--- Problem to solve ---
Copy out all lines of the records in which the word "without" appears.
(Source material Opens)
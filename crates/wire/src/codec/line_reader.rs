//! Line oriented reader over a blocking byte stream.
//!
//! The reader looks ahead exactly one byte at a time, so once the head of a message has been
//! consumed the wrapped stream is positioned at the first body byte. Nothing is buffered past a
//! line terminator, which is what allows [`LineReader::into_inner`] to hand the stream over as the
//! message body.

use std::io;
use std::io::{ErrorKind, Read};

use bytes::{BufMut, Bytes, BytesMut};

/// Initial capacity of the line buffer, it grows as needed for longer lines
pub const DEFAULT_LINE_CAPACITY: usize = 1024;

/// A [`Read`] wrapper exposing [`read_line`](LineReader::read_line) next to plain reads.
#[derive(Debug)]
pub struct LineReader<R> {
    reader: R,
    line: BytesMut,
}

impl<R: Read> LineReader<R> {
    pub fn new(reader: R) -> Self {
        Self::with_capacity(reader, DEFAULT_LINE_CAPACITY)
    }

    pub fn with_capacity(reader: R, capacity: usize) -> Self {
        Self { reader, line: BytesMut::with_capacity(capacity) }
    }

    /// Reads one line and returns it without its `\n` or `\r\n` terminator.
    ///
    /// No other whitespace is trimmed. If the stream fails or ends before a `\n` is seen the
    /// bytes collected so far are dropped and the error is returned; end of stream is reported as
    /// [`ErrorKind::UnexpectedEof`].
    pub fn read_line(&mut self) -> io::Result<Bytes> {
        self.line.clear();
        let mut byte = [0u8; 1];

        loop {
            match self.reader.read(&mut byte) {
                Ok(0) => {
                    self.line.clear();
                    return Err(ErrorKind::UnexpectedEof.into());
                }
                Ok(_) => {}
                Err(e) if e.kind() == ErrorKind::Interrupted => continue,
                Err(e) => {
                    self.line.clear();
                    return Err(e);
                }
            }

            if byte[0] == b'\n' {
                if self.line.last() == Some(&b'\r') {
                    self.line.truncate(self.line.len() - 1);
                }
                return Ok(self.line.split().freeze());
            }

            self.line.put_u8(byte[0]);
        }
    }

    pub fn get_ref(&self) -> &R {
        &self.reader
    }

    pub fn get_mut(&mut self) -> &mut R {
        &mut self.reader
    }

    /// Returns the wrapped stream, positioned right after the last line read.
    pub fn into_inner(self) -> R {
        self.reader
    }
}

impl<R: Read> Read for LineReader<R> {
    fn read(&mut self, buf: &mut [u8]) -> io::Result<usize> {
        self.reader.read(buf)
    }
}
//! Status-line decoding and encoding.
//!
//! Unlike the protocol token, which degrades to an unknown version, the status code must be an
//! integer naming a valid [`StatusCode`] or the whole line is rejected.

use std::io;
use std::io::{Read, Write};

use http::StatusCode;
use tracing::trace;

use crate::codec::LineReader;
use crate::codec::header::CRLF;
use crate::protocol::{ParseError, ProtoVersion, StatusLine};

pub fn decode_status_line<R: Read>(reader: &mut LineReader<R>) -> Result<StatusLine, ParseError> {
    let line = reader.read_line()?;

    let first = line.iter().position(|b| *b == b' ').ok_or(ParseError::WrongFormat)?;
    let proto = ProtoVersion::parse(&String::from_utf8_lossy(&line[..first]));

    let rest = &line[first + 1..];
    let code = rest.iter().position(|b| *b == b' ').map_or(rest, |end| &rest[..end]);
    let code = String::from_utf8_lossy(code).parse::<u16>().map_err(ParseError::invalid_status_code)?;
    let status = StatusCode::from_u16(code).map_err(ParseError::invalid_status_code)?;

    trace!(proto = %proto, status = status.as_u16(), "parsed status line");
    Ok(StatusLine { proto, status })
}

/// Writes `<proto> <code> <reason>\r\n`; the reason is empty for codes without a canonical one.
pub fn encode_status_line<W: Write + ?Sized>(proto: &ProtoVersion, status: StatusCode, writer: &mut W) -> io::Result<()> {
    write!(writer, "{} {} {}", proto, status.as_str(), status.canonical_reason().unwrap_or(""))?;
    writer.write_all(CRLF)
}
(Source material Closes)
--- Result of the task ---
    /// Reads one line and returns it without its `\n` or `\r\n` terminator.
/// Writes `<proto> <code> <reason>\r\n`; the reason is empty for codes without a canonical one.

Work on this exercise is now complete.